Lorenz attractor

The most well known attractor is the Lorenz attractor. This was discovered by Edward Lorenz in the 1960s while he was trying to create a mathematical model to describe the behaviour of convection cells in the Earth’s atmosphere. He developed a system of three non-linear differential equations that represented the flow of air within a simplified atmospheric model, with the aim of capturing the complex dynamics of convection.

$$\left\{ \begin{array}{ll} \frac{dx}{dt}&=&\sigma (-x + y)\\ \frac{dy}{dt}&=& -x z + \rho x - y \\ \frac{dz}{dt}&=& x y - \beta z \end{array} \right.$$

Using early computers he was able to carry out numerical simulations of the equations. In these simulations he noticed that with smallest of changes to the initial conditions, the trajectories of the solutions would diverge dramatically over time. He famously described this as the “butterfly effect”, underscoring the extreme sensitivity of chaotic systems to initial conditions. Lorenz’s work fundamentally changed the understanding of deterministic chaos and influenced the development of chaos theory and the study of non-linear dynamical systems in the various scientific disciplines.

The classic butterfly shaped solution curve is achieved when $\rho = 28, \ \sigma = 10$ and $\beta = 8/3$, and initial conditions such as $[0, 1, 15]$.

De Jong attractor

The De Jong attractor can be characterised by the following equations

$$x_{n+1} = \sin(a y_n) - \cos(b x_n) \\ y_{n+1} = \sin(c x_n) - \cos(d y_n),$$

Here $a,\ b,\ c$ and $d$ are constants.

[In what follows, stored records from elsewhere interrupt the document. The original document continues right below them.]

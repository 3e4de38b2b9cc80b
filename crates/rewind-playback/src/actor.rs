//! Replaying one actor's script against its sink.

use indexmap::IndexMap;

use rewind_core::{ActorId, EntryPayload, InventoryKind, ItemPayload, TickId};

use crate::script::PlaybackScript;
use crate::sink::ActorSink;

/// Shelved inventory contents, held across a despawn/respawn pair.
#[derive(Debug, Default)]
struct Shelf {
    base: IndexMap<u32, ItemPayload>,
    armor: IndexMap<u32, ItemPayload>,
}

/// Drives one actor's puppet through its script, one step per pulse.
///
/// The step cursor starts at the script's earliest step and only ever
/// moves forward. A
/// pulse whose step has no entry in the script terminates the replay
/// for this actor: the recording holds a step for every captured tick,
/// so a missing key means the script is over (or was captured with a
/// gap, which reads the same way).
#[derive(Debug)]
pub struct PlaybackActor<S: ActorSink> {
    actor: ActorId,
    sink: S,
    script: PlaybackScript,
    step: TickId,
    despawned: bool,
    // Emulated inventory state, mirrored into the sink. Tracked here so
    // a keep-inventory despawn can restore it on the next respawn.
    base_inventory: IndexMap<u32, ItemPayload>,
    armor_inventory: IndexMap<u32, ItemPayload>,
    shelf: Option<Shelf>,
}

impl<S: ActorSink> PlaybackActor<S> {
    /// Pair an actor's script with the sink that will re-enact it. The
    /// cursor starts at the script's earliest step.
    pub fn new(actor: ActorId, script: PlaybackScript, sink: S) -> Self {
        let step = script.first_step().unwrap_or(TickId(0));
        Self {
            actor,
            sink,
            script,
            step,
            despawned: false,
            base_inventory: IndexMap::new(),
            armor_inventory: IndexMap::new(),
            shelf: None,
        }
    }

    /// The actor being re-enacted.
    pub fn actor(&self) -> &ActorId {
        &self.actor
    }

    /// The step the next pulse will replay.
    pub fn step(&self) -> TickId {
        self.step
    }

    /// Whether this actor's replay has finished.
    pub fn is_despawned(&self) -> bool {
        self.despawned
    }

    /// The sink, for host-side queries.
    pub fn sink(&self) -> &S {
        &self.sink
    }

    /// Replay one step: drain its queue in recorded order, then advance
    /// the cursor. If the new step has no entry in the script the actor
    /// despawns within the same pulse; the gap is the termination
    /// signal, not something to coast over.
    pub fn pulse(&mut self) {
        if self.despawned {
            return;
        }
        let Some(queue) = self.script.step_mut(self.step) else {
            self.terminate();
            return;
        };
        let entries: Vec<EntryPayload> = queue.drain(..).map(|e| e.payload).collect();
        for payload in entries {
            self.apply(payload);
        }
        self.step = self.step.next();
        if !self.script.contains(self.step) {
            self.terminate();
        }
    }

    /// Force the replay to its end state.
    pub fn terminate(&mut self) {
        if self.despawned {
            return;
        }
        self.sink.despawn();
        self.despawned = true;
        self.script.clear();
    }

    fn apply(&mut self, payload: EntryPayload) {
        match payload {
            EntryPayload::Transform {
                position,
                rotation,
                state,
                speed,
                teleport,
            } => {
                self.sink.set_movement_state(state);
                if teleport {
                    self.sink.set_pose(position, rotation);
                } else {
                    self.sink.queue_move(position, rotation, speed);
                }
            }
            EntryPayload::TakeDamage { damage, cause } => {
                self.sink.apply_damage(damage, cause);
            }
            EntryPayload::RegainHealth { amount, reason } => {
                self.sink.apply_heal(amount, reason);
            }
            EntryPayload::Animation {
                animation,
                duration,
            } => {
                self.sink.play_animation(animation, duration);
            }
            EntryPayload::BlockPlace {
                position,
                block_id,
                block_meta,
            } => {
                self.sink.set_block(position, block_id, block_meta);
            }
            EntryPayload::BlockBreak { position } => {
                self.sink.clear_block(position);
            }
            EntryPayload::InventoryEdit {
                inventory,
                slot,
                item,
            } => {
                self.sink.set_inventory_slot(inventory, slot, &item);
                match inventory {
                    InventoryKind::Base => self.base_inventory.insert(slot, item),
                    InventoryKind::Armor => self.armor_inventory.insert(slot, item),
                };
            }
            EntryPayload::ChestInteraction { position, action } => {
                self.sink.chest_event(position, action);
            }
            EntryPayload::SpawnState {
                spawned,
                keep_inventory,
            } => self.apply_spawn_state(spawned, keep_inventory),
            EntryPayload::Effect {
                effect_id,
                amplifier,
                duration,
                add,
            } => {
                if add {
                    self.sink.set_effect(effect_id, amplifier, duration);
                } else {
                    self.sink.remove_effect(effect_id);
                }
            }
        }
    }

    fn apply_spawn_state(&mut self, spawned: bool, keep_inventory: bool) {
        if spawned {
            self.sink.set_visible(true);
            if let Some(shelf) = self.shelf.take() {
                for (slot, item) in &shelf.base {
                    self.sink.set_inventory_slot(InventoryKind::Base, *slot, item);
                }
                for (slot, item) in &shelf.armor {
                    self.sink
                        .set_inventory_slot(InventoryKind::Armor, *slot, item);
                }
                self.base_inventory = shelf.base;
                self.armor_inventory = shelf.armor;
            }
        } else {
            self.sink.set_visible(false);
            if keep_inventory {
                self.shelf = Some(Shelf {
                    base: std::mem::take(&mut self.base_inventory),
                    armor: std::mem::take(&mut self.armor_inventory),
                });
            } else {
                self.base_inventory.clear();
                self.armor_inventory.clear();
                self.sink.clear_inventories();
            }
        }
    }
}
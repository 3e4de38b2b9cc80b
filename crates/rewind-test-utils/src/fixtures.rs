//! Fixture builders shared across test suites.

use rewind_core::{
    ActorId, ClientSnapshot, DamageCause, DataEntry, MovementState, RecordingStore, Rotation, Skin,
    TickId, Vec3,
};

/// A client snapshot with a small but non-trivial skin, positioned at
/// the origin.
pub fn snapshot(name: &str) -> ClientSnapshot {
    ClientSnapshot::new(
        ActorId::from(name),
        Skin {
            id: format!("skin-{name}"),
            data: vec![0xde, 0xad, 0xbe, 0xef],
            cape: Vec::new(),
            geometry_name: "geometry.humanoid".to_string(),
            geometry_data: br#"{"bones":[]}"#.to_vec(),
        },
        Vec3::zero(),
        Rotation::zero(),
        name.to_string(),
    )
}

/// A two-tick, one-client recording: a walk on tick 0, damage on
/// tick 1.
pub fn sample_store(name: &str) -> RecordingStore {
    let actor = ActorId::from(name);
    let mut store = RecordingStore::new(1);
    store.insert_tick(
        TickId(0),
        vec![DataEntry::transform(
            actor.clone(),
            Vec3::new(1.0, 64.0, 0.0),
            Rotation::new(90.0, 0.0),
            MovementState::Default,
        )],
    );
    store.insert_tick(
        TickId(1),
        vec![DataEntry::take_damage(actor, 2.0, DamageCause::Contact)],
    );
    store.push_client(snapshot(name));
    store
}
//! Geometry primitives recorded alongside events.

use std::fmt;

/// A position in world space.
#[derive(Clone, Copy, Debug, PartialEq)]
pub struct Vec3 {
    /// East/west axis.
    pub x: f64,
    /// Vertical axis.
    pub y: f64,
    /// North/south axis.
    pub z: f64,
}

impl Vec3 {
    /// Construct a position from its components.
    pub fn new(x: f64, y: f64, z: f64) -> Self {
        Self { x, y, z }
    }

    /// The origin.
    pub fn zero() -> Self {
        Self::new(0.0, 0.0, 0.0)
    }
}

impl fmt::Display for Vec3 {
    fn fmt(&self, f: &mut fmt::Formatter<'_>) -> fmt::Result {
        write!(f, "({}, {}, {})", self.x, self.y, self.z)
    }
}

/// A view direction: yaw around the vertical axis, pitch above/below
/// the horizon. Degrees, matching the host convention.
#[derive(Clone, Copy, Debug, PartialEq)]
pub struct Rotation {
    /// Horizontal angle in degrees.
    pub yaw: f64,
    /// Vertical angle in degrees.
    pub pitch: f64,
}

impl Rotation {
    /// Construct a rotation from yaw and pitch.
    pub fn new(yaw: f64, pitch: f64) -> Self {
        Self { yaw, pitch }
    }

    /// Facing straight ahead along +z.
    pub fn zero() -> Self {
        Self::new(0.0, 0.0)
    }
}

impl fmt::Display for Rotation {
    fn fmt(&self, f: &mut fmt::Formatter<'_>) -> fmt::Result {
        write!(f, "(yaw {}, pitch {})", self.yaw, self.pitch)
    }
}
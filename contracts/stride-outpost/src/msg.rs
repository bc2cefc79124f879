use cosmwasm_schema::cw_serde;
use cosmwasm_std::{StdResult, Uint128};
use ethabi::Address;
use outpost::{
    liquid_stake_memo, parse_address, redeem_memo, validate_channel_id, validate_port_id,
    DenomTrace, LIQUID_STAKE_EVENT, LIQUID_STAKE_METHOD, REDEEM_EVENT, REDEEM_METHOD,
};

use crate::error::{ContractError, ContractResult};

/// Per-deployment configuration, fixed when the precompile is constructed.
#[cw_serde]
pub struct OutpostConfig {
    /// Hex address the precompile is registered at
    pub address: String,

    /// Port of the ICS-20 transfer module, normally `transfer`
    pub port_id: String,

    /// Channel connecting this chain to Stride
    pub channel_id: String,

    /// The native denom that can be liquid staked, e.g. `aevmos`
    pub denom: String,

    /// Bech32 prefix of account addresses on this chain, e.g. `evmos`
    pub bech32_prefix: String,
}

impl OutpostConfig {
    /// Validate the config, returning the parsed precompile address.
    pub fn validate(&self) -> ContractResult<Address> {
        let invalid = |reason: String| ContractError::InvalidConfig {
            reason,
        };

        validate_port_id(&self.port_id).map_err(|err| invalid(err.to_string()))?;
        validate_channel_id(&self.channel_id).map_err(|err| invalid(err.to_string()))?;

        if self.denom.trim().is_empty() {
            return Err(invalid("denom cannot be empty".into()));
        }

        if self.bech32_prefix.trim().is_empty() {
            return Err(invalid("bech32 prefix cannot be empty".into()));
        }

        parse_address(&self.address).map_err(|err| invalid(err.to_string()))
    }
}

/// The EVM call frame the precompile is invoked in.
#[derive(Debug, Clone, Copy, PartialEq, Eq)]
pub struct CallContext {
    /// The account that signed the transaction
    pub origin: Address,

    /// The account or contract that called the precompile directly
    pub caller: Address,
}

/// Decoded arguments of `liquidStake` and `redeem`.
#[derive(Debug, Clone, PartialEq, Eq)]
pub struct TransferRequest {
    pub sender: Address,
    pub token: Address,
    pub amount: Uint128,
    pub receiver: String,
}

/// The operation the Autopilot middleware on Stride is instructed to perform
/// with the transferred tokens.
#[derive(Debug, Clone, Copy, PartialEq, Eq)]
pub enum Action {
    /// Native tokens are sent to Stride and liquid staked
    LiquidStake,

    /// stTokens are sent back to Stride and redeemed for native tokens
    Redeem,
}

impl Action {
    /// Name of the ABI method
    pub fn method(&self) -> &'static str {
        match self {
            Action::LiquidStake => LIQUID_STAKE_METHOD,
            Action::Redeem => REDEEM_METHOD,
        }
    }

    /// Name of the action-specific ABI event
    pub fn event(&self) -> &'static str {
        match self {
            Action::LiquidStake => LIQUID_STAKE_EVENT,
            Action::Redeem => REDEEM_EVENT,
        }
    }

    /// The denom whose token pair the request's token must match.
    ///
    /// For redemptions this is the voucher of the stToken that came back from
    /// Stride over the configured channel, e.g. `st` + `aevmos`.
    pub fn denom(&self, cfg: &OutpostConfig) -> String {
        match self {
            Action::LiquidStake => cfg.denom.clone(),
            Action::Redeem => {
                DenomTrace::new(&cfg.port_id, &cfg.channel_id, format!("st{}", cfg.denom)).ibc_denom()
            },
        }
    }

    /// `sender` is the bech32 address of the sender on this chain, which is
    /// where redeemed tokens are returned to.
    pub fn memo(&self, receiver: &str, sender: &str) -> StdResult<String> {
        match self {
            Action::LiquidStake => liquid_stake_memo(receiver),
            Action::Redeem => redeem_memo(receiver, sender),
        }
    }
}

// ----------------------------------- Tests -----------------------------------
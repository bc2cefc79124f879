use ethabi::Contract;

pub const LIQUID_STAKE_METHOD: &str = "liquidStake";
pub const REDEEM_METHOD: &str = "redeem";

pub const IBC_TRANSFER_EVENT: &str = "IBCTransfer";
pub const LIQUID_STAKE_EVENT: &str = "LiquidStake";
pub const REDEEM_EVENT: &str = "Redeem";

const ABI_JSON: &str = include_str!("abi.json");

/// Load the Solidity interface the precompile exposes: the `liquidStake` and
/// `redeem` methods, and the events they emit.
pub fn load_abi() -> Result<Contract, ethabi::Error> {
    Contract::load(ABI_JSON.as_bytes())
}

// ----------------------------------- Tests -----------------------------------

#[cfg(test)]
mod tests {
    use ethabi::{short_signature, ParamType};

    use super::*;

    #[test]
    fn loading_abi() {
        let abi = load_abi().unwrap();

        let inputs = [ParamType::Address, ParamType::Address, ParamType::Uint(256), ParamType::String];
        for method in [LIQUID_STAKE_METHOD, REDEEM_METHOD] {
            let function = abi.function(method).unwrap();
            assert_eq!(function.short_signature(), short_signature(method, &inputs));
            assert_eq!(function.outputs.len(), 2);
        }

        for event in [IBC_TRANSFER_EVENT, LIQUID_STAKE_EVENT, REDEEM_EVENT] {
            assert!(abi.event(event).is_ok());
        }
    }

    #[test]
    fn indexed_event_params() {
        let abi = load_abi().unwrap();

        let indexed = |name: &str| {
            abi.event(name)
                .unwrap()
                .inputs
                .iter()
                .filter(|param| param.indexed)
                .map(|param| param.name.clone())
                .collect::<Vec<_>>()
        };

        assert_eq!(indexed(IBC_TRANSFER_EVENT), ["sender", "receiver"]);
        assert_eq!(indexed(LIQUID_STAKE_EVENT), ["sender", "token"]);
        assert_eq!(indexed(REDEEM_EVENT), ["sender", "token"]);
    }
}
use {
    crate::{coins::Coins, transfer::MsgTransfer},
    cosmwasm_schema::cw_serde,
    cosmwasm_std::{Coin, Uint128},
    cw_utils::Expiration,
};

/// Message type the transfer authorizations are granted for
pub const TRANSFER_MSG_TYPE_URL: &str = "/ibc.applications.transfer.v1.MsgTransfer";

#[derive(Debug, PartialEq, thiserror::Error)]
pub enum AuthzError {
    #[error("authorization to {grantee} for address {granter} does not exist")]
    NotFound {
        grantee: String,
        granter: String,
    },

    #[error("authorization to {grantee} for address {granter} expired at {expiration}")]
    Expired {
        grantee: String,
        granter: String,
        expiration: Expiration,
    },

    #[error("requested port `{port_id}` and channel `{channel_id}` allocation does not exist")]
    AllocationNotFound {
        port_id: String,
        channel_id: String,
    },

    #[error("receiver `{receiver}` is not in the allow list")]
    ReceiverNotAllowed {
        receiver: String,
    },

    #[error("requested amount `{requested}` is more than the spend limit `{limit}`")]
    SpendLimitExceeded {
        requested: Coin,
        limit: Coins,
    },

    #[error("authorization not accepted")]
    NotAccepted,
}

/// A grant stored by the authz module: a granter allows a grantee to execute a
/// message type on its behalf, until the grant expires.
#[cw_serde]
pub struct Grant {
    pub authorization: TransferAuthorization,
    pub expiration: Expiration,
}

/// ICS-20 transfer authorization: spend limits and receiver allow lists per
/// source port and channel.
#[cw_serde]
pub struct TransferAuthorization {
    pub allocations: Vec<Allocation>,
}

#[cw_serde]
pub struct Allocation {
    pub source_port: String,
    pub source_channel: String,
    /// A spend limit of `Uint128::MAX` for a denom means unbounded
    pub spend_limit: Vec<Coin>,
    /// Empty means any receiver is allowed
    pub allow_list: Vec<String>,
}

/// Outcome of checking a message against an authorization.
#[derive(Debug, Clone, PartialEq)]
pub struct AcceptResponse {
    pub accept: bool,
    /// The authorization is exhausted and the grant is to be deleted
    pub delete: bool,
    /// The authorization with the spent amount deducted, to be saved in place
    /// of the current one
    pub updated: Option<TransferAuthorization>,
}

impl Allocation {
    fn matches(&self, msg: &MsgTransfer) -> bool {
        self.source_port == msg.source_port && self.source_channel == msg.source_channel
    }

    fn allows_receiver(&self, receiver: &str) -> bool {
        self.allow_list.is_empty() || self.allow_list.iter().any(|allowed| allowed == receiver)
    }
}

impl TransferAuthorization {
    /// Check whether the transfer is within the authorization, and compute what
    /// the authorization becomes once the transfer is executed.
    ///
    /// Only the first allocation matching the message's port and channel is
    /// considered.
    pub fn accept(&self, msg: &MsgTransfer) -> Result<AcceptResponse, AuthzError> {
        let Some(index) = self.allocations.iter().position(|allocation| allocation.matches(msg)) else {
            return Err(AuthzError::AllocationNotFound {
                port_id: msg.source_port.clone(),
                channel_id: msg.source_channel.clone(),
            });
        };

        let allocation = &self.allocations[index];

        if !allocation.allows_receiver(&msg.receiver) {
            return Err(AuthzError::ReceiverNotAllowed {
                receiver: msg.receiver.clone(),
            });
        }

        let mut limit_left = Coins::try_from(allocation.spend_limit.clone()).map_err(|_| {
            AuthzError::SpendLimitExceeded {
                requested: msg.token.clone(),
                limit: Coins::empty(),
            }
        })?;

        // unbounded spend limits are never deducted from
        if limit_left.amount_of(&msg.token.denom) == Uint128::MAX {
            return Ok(AcceptResponse {
                accept: true,
                delete: false,
                updated: None,
            });
        }

        if limit_left.deduct(&msg.token).is_err() {
            return Err(AuthzError::SpendLimitExceeded {
                requested: msg.token.clone(),
                limit: limit_left,
            });
        }

        let mut allocations = self.allocations.clone();

        if limit_left.is_empty() {
            allocations.remove(index);

            if allocations.is_empty() {
                return Ok(AcceptResponse {
                    accept: true,
                    delete: true,
                    updated: None,
                });
            }
        } else {
            allocations[index].spend_limit = limit_left.into();
        }

        Ok(AcceptResponse {
            accept: true,
            delete: false,
            updated: Some(TransferAuthorization {
                allocations,
            }),
        })
    }
}

// ----------------------------------- Tests -----------------------------------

Generating $(x,y)$ coordinates over many iterations results in some striking visualisations of the attractor

The above plots have the same initial conditions for $x$ and $y$ but show how changing the values of the parameters $a,\ b,\ c$ and $d$ affects the system.

Clifford attractor

A variation of the De Jong attractor is the Clifford attractor:

$$x_{n+1} = \sin(a y_n) + c \cos(b x_n) \\ y_{n+1} = \sin(c x_n) + d \cos(d y_n),$$

Similar to the De Jong attractor, varying the constants $a,\ b,\ c$ and $d$ with set initial conditions, and plotting $x$ and $y$ over a large number of iterations leads to some cool looking plots.

Other attractors

The discovery of the Lorenz attractor prompted the emergence of a large number of chaotic systems in various disciplines. These new chaotic systems take on different topological structures i.e. one-scroll, multi-scroll, butterfly, multi-wing. Some of these are Visualised below.

Aizawa

The Aizawa attractor, names after Akira Aizawa is described by the following set of differential equations:

$$\left\{ \begin{array}{ll} \frac{dx}{dt}&=&(z - b) x - d y\\ \frac{dy}{dt}&=& d x + (z - b) y\\ \frac{dz}{dt}&=&c + a z - \frac{z^3}{3} -\\& &\;(x^2+y^2)(1+e z)+f z x^3 \end{array} \right.$$

The above visualisations correspond to parameter values of $a = 1,\ b = 0.7,\ c = 0.6,\ d = 3.5,\ e = 0.25,\ f = 0.1$.

Three-scroll

$$\left\{ \begin{array}{ll} \frac{dx}{dt}&=& y + a x y +x z \\ \frac{dy}{dt}&=& 1 - b x^2 +yz \\ \frac{dz}{dt}&=& x-x^2-y^2 \end{array} \right.$$

The above visualisations correspond to parameter values of $a = 1,\ b = 0.7,\ c = 0.6,\ d = 3.5,\ e = 0.25,\ f = 0.1$.

Thomas attractor

$$\left\{ \begin{array}{ll} \frac{dx}{dt}&=&\sin y -bx\\ \frac{dy}{dt}&=&\sin z -by\\ \frac{dz}{dt}&=&\sin x-bz \end{array} \right.$$

The above visualisations correspond to parameter values of $a = 1,\ b = 0.7,\ c = 0.6,\ d = 3.5,\ e = 0.25,\ f = 0.1$.

Multi-wing attractors

Dadras

$$\left\{ \begin{array}{ll} \frac{dx}{dt}&=& y - a x +b y z\\ \frac{dy}{dt}&=& c y - x z +z\\ \frac{dz}{dt}&=& d x y - e z \end{array} \right.$$

The above visualisations correspond to parameter values of $a = 1,\ b = 0.7,\ c = 0.6,\ d = 3.5,\ e = 0.25,\ f = 0.1$.